Canadian Oscar winner Haggis opens up about Scientology
"Crash" writer/director Paul Haggis holds up his two Oscars in West Hollywood, Calif., in March, 2006. The Canadian writer-director has told the New Yorker about his 34 years in what he calls the “cult” of Scientology. (March 5, 2006)
CHRIS PIZZELLO/AP FILE PHOTOOscar-winning Canadian writer Paul Haggis has detailed his 34 years in what he calls the “cult” of Scientology for the first time since his very public break with the controversial group.
“What I did was a treasonous act,” Haggis says about his denunciation of Scientology over its “public sponsorship of Proposition 8,” the California legislation against gay marriage.
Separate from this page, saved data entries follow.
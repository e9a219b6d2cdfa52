//! Gridrush Game Engine
//!
//! Platform-agnostic core logic for the Gridrush courier simulation.
//! This crate provides the full job/economy/weather simulation without UI
//! or platform-specific dependencies.

pub mod clock;
pub(crate) mod constants;
pub mod data;
pub mod game;
pub mod grid;
pub mod inventory;
pub mod job;
pub mod numbers;
pub mod rngs;
pub mod scheduler;
pub mod stats;
pub mod undo;
pub mod weather;

// Re-export commonly used types
pub use clock::GameClock;
pub use data::{BurstDef, MapData, RawJob, WeatherData, WorldData};
pub use game::{
    Delivery, GameManager, GameOutcome, PickupReport, TickInput, TickOutcome, TickTag, TickTagSet,
};
pub use grid::Coord;
pub use inventory::Inventory;
pub use job::{Job, JobPhase};
pub use rngs::{CountingRng, RngBundle};
pub use scheduler::JobScheduler;
pub use stats::{PlayerStats, ReputationEvent, StaminaBand, is_early_delivery};
pub use undo::{GameSnapshot, UndoError, UndoStack};
pub use weather::{
    QueuedWeather, WeatherConfig, WeatherConfigError, WeatherEngine, WeatherKind, WeatherReport,
};

/// Trait for abstracting data loading operations
/// Platform-specific implementations should provide this
pub trait DataLoader {
    type Error: std::error::Error + Send + Sync + 'static;

    /// Load the combined map/jobs/weather payload from the
    /// platform-specific source
    ///
    /// # Errors
    ///
    /// Returns an error if the world data cannot be loaded.
    fn load_world_data(&self) -> Result<WorldData, Self::Error>;

    /// Load configuration data for a specific system
    ///
    /// # Errors
    ///
    /// Returns an error if the configuration cannot be loaded or parsed.
    fn load_config<T>(&self, config_name: &str) -> Result<T, Self::Error>
    where
        T: serde::de::DeserializeOwned;
}

/// Trait for abstracting save/load operations
/// Platform-specific implementations should provide this
pub trait GameStorage {
    type Error: std::error::Error + Send + Sync + 'static;

    /// Save a session snapshot
    ///
    /// # Errors
    ///
    /// Returns an error if the snapshot cannot be saved.
    fn save_game(&self, save_name: &str, snapshot: &GameSnapshot) -> Result<(), Self::Error>;

    /// Load a session snapshot
    ///
    /// # Errors
    ///
    /// Returns an error if the snapshot cannot be loaded.
    fn load_game(&self, save_name: &str) -> Result<Option<GameSnapshot>, Self::Error>;

    /// Delete a saved snapshot
    ///
    /// # Errors
    ///
    /// Returns an error if the save cannot be deleted.
    fn delete_save(&self, save_name: &str) -> Result<(), Self::Error>;
}

/// Main game engine for managing game instances
pub struct GameEngine<L, S>
where
    L: DataLoader,
    S: GameStorage,
{
    data_loader: L,
    storage: S,
}

impl<L, S> GameEngine<L, S>
where
    L: DataLoader,
    S: GameStorage,
{
    /// Create a new game engine with the provided data loader and storage
    pub const fn new(data_loader: L, storage: S) -> Self {
        Self {
            data_loader,
            storage,
        }
    }

    /// Create a new session with the specified seed
    ///
    /// # Errors
    ///
    /// Returns an error if the world data cannot be loaded.
    pub fn create_game(&self, seed: u64) -> Result<GameManager, L::Error> {
        let world = self.data_loader.load_world_data()?;
        Ok(GameManager::from_world(&world, seed))
    }

    /// Save a session snapshot
    ///
    /// # Errors
    ///
    /// Returns an error if the snapshot cannot be saved.
    pub fn save_game(&self, save_name: &str, manager: &GameManager) -> Result<(), S::Error> {
        self.storage.save_game(save_name, &manager.snapshot())
    }

    /// Load a saved snapshot into a freshly-built session
    ///
    /// # Errors
    ///
    /// Returns an error if the snapshot or world data cannot be loaded.
    pub fn load_game(&self, save_name: &str, seed: u64) -> Result<Option<GameManager>, anyhow::Error>
    where
        L::Error: Into<anyhow::Error>,
        S::Error: Into<anyhow::Error>,
    {
        let Some(snapshot) = self.storage.load_game(save_name).map_err(Into::into)? else {
            return Ok(None);
        };
        // Rehydrate the schedule from fresh data, then overlay the snapshot.
        let world = self.data_loader.load_world_data().map_err(Into::into)?;
        let mut manager = GameManager::from_world(&world, seed);
        manager.restore(snapshot);
        Ok(Some(manager))
    }
}

#[cfg(test)]
mod tests {
    use super::*;
    use serde::de::DeserializeOwned;
    use std::cell::RefCell;
    use std::collections::HashMap;
    use std::convert::Infallible;
    use std::rc::Rc;

    #[derive(Clone, Copy, Default)]
    struct FixtureLoader;

    impl DataLoader for FixtureLoader {
        type Error = Infallible;

        fn load_world_data(&self) -> Result<WorldData, Self::Error> {
            let map = MapData::from_json(r#"{"max_time": 900, "goal": 500}"#);
            Ok(WorldData {
                map,
                jobs: Vec::new(),
                weather: WeatherData::default(),
            })
        }

        fn load_config<T>(&self, _config_name: &str) -> Result<T, Self::Error>
        where
            T: DeserializeOwned,
        {
            let parsed = serde_json::from_str("{}")
                .or_else(|_| serde_json::from_str("null"))
                .unwrap();
            Ok(parsed)
        }
    }

    #[derive(Clone, Default)]
    struct MemoryStorage {
        saves: Rc<RefCell<HashMap<String, GameSnapshot>>>,
    }

    impl GameStorage for MemoryStorage {
        type Error = Infallible;

        fn save_game(&self, save_name: &str, snapshot: &GameSnapshot) -> Result<(), Self::Error> {
            self.saves
                .borrow_mut()
                .insert(save_name.to_string(), snapshot.clone());
            Ok(())
        }

        fn load_game(&self, save_name: &str) -> Result<Option<GameSnapshot>, Self::Error> {
            Ok(self.saves.borrow().get(save_name).cloned())
        }

        fn delete_save(&self, save_name: &str) -> Result<(), Self::Error> {
            self.saves.borrow_mut().remove(save_name);
            Ok(())
        }
    }

    #[test]
    fn engine_creates_and_roundtrips_session() {
        let engine = GameEngine::new(FixtureLoader, MemoryStorage::default());
        let mut manager = engine.create_game(0xABCD).unwrap();
        assert!((manager.goal() - 500.0).abs() < f64::EPSILON);

        manager.tick(
            12.5,
            TickInput {
                cells_completed: 4,
                move_to: Some(Coord::new(4, 0)),
                input_active: true,
            },
        );
        engine.save_game("slot1", &manager).unwrap();

        let restored = engine.load_game("slot1", 0xABCD).unwrap().unwrap();
        assert_eq!(restored.position(), Coord::new(4, 0));
        assert!((restored.clock().now() - 12.5).abs() < 1.0e-9);
        assert!((restored.stats().stamina() - manager.stats().stamina()).abs() < 1.0e-9);
    }

    #[test]
    fn load_game_with_missing_slot_is_none() {
        let engine = GameEngine::new(FixtureLoader, MemoryStorage::default());
        assert!(engine.load_game("nope", 1).unwrap().is_none());
    }
}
“These people have long memories. My bet is that, within two years, you’re going to read something about me in a scandal that looks like it has nothing to do with the church.”
Lawrence Wright’s profile of Haggis and Scientology, titled “The Apostate,” is published in the Feb. 14 issue of The New Yorker.
It’s a prelude to Wright’s book on the group founded in 1952 by L. Ron Hubbard and Haggis’s role as one of its shining celebrity trophies.
Haggis, who grew up in London, Ont., won two Oscars in 2006 for best picture and best original screenplay for Crash. He was nominated in 2005 for best adapted screenplay for Million Dollar Baby.
Handed a paperback copy of Hubbard’s book Dianetics in 1975, when he was 22, Haggis embraced the philosophy after years of being “a bad kid.”
When he broke away, he was an Operating Thetan VII, the highest level short of studying at sea, and had spent $100,000 on courses and “auditing,” plus $300,000 on Scientology initiatives, he told Wright.
Haggis admitted Scientology connections, starting with many of the actors he met through theBeverly Hills Playhouse, gave him Hollywood breaks. Actors Tom Cruise and John Travoltaare its most visible celebrity champions.
The Church of Scientology lists 8,500 churches, missions and groups in 165 countries, including most major Canadian cities.
An FBI investigation into allegations by Scientology defectors of beatings straddled Haggis’s own research into the group that preceded his explosive August 2009, split. The investigation continues, Wright reported, led by agents whose specialty is human trafficking.
“I had such a lack of curiosity when I was inside,” Haggis told Wright. “I always felt false.”
Haggis found stories on the Internet of children who join at age 10 or 12 and spent years without an education, doing manual labour. To get out, they have to pay “freeloader tabs,” sometimes hundreds of thousands of dollars, for courses and counselling.
“It horrified me,” he said. “I would gladly take down the church for that one thing.”
The Church of Scientology told Wright it follows “all child labor laws” and freeloader tabs are “an ecclesiastical matter.”
Wright carefully noted Scientology’s denial of allegations — and there were thousands of them. Scientology spokesman Tommy Davis, whose own Hollywood connections include his mother, actress Anne Archer, produced four dozen binders of documents for Wright.
But, the article concluded, they don’t hold up. No genuine military documents support Hubbard’s account of his miraculous cure from crippling, blinding war wounds, Wright said.
Davis contended anti-gay slurs were slipped into Dianetics by a non-Hubbard renegade, but they are still there, on page 125, Wright wrote.
Reports in January had contended that Haggis was collaborating with Wright on the book. A spokesman said recently, “Haggis asserts that he has absolutely no involvement in the book” although he is cooperating with Wright.